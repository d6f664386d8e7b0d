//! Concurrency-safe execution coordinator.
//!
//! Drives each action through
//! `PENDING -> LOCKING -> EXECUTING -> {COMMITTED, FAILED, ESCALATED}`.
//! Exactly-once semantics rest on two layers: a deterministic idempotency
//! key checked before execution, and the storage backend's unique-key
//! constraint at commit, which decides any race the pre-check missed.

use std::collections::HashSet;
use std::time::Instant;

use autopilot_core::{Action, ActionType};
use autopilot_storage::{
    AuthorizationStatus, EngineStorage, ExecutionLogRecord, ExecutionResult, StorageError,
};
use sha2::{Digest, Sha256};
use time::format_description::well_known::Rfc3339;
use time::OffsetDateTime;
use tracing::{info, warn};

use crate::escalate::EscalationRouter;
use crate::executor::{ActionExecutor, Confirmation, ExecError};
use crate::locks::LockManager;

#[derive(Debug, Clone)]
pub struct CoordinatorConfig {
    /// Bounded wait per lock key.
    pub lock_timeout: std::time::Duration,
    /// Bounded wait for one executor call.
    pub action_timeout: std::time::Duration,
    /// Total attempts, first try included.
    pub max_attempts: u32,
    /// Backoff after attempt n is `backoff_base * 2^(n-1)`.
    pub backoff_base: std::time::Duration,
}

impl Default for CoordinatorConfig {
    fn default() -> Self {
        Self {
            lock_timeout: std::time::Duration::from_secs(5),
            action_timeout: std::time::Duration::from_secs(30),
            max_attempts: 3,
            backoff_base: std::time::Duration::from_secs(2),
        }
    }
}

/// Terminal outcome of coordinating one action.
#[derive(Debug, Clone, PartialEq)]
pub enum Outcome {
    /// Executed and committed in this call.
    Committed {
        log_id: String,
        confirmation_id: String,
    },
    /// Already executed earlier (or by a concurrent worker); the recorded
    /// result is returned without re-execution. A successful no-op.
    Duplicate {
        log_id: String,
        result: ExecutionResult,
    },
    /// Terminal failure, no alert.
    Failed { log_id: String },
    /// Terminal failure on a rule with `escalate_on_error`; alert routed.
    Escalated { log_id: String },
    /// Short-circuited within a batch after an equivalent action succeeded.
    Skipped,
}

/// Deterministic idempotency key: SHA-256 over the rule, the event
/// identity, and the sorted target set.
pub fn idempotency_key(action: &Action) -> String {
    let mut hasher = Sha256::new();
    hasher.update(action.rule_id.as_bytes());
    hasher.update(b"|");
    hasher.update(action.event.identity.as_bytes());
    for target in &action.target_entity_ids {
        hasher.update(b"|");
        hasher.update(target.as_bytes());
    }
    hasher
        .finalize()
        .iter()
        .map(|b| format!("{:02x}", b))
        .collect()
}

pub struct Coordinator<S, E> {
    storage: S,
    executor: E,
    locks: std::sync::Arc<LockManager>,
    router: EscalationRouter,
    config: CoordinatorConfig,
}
════════
THE PROBLEM —
If a line in the entries above contains the word "executor", copy it.

SOLUTION TO THIS EXERCISE —
use crate::executor::{ActionExecutor, Confirmation, ExecError};
    /// Bounded wait for one executor call.
    executor: E,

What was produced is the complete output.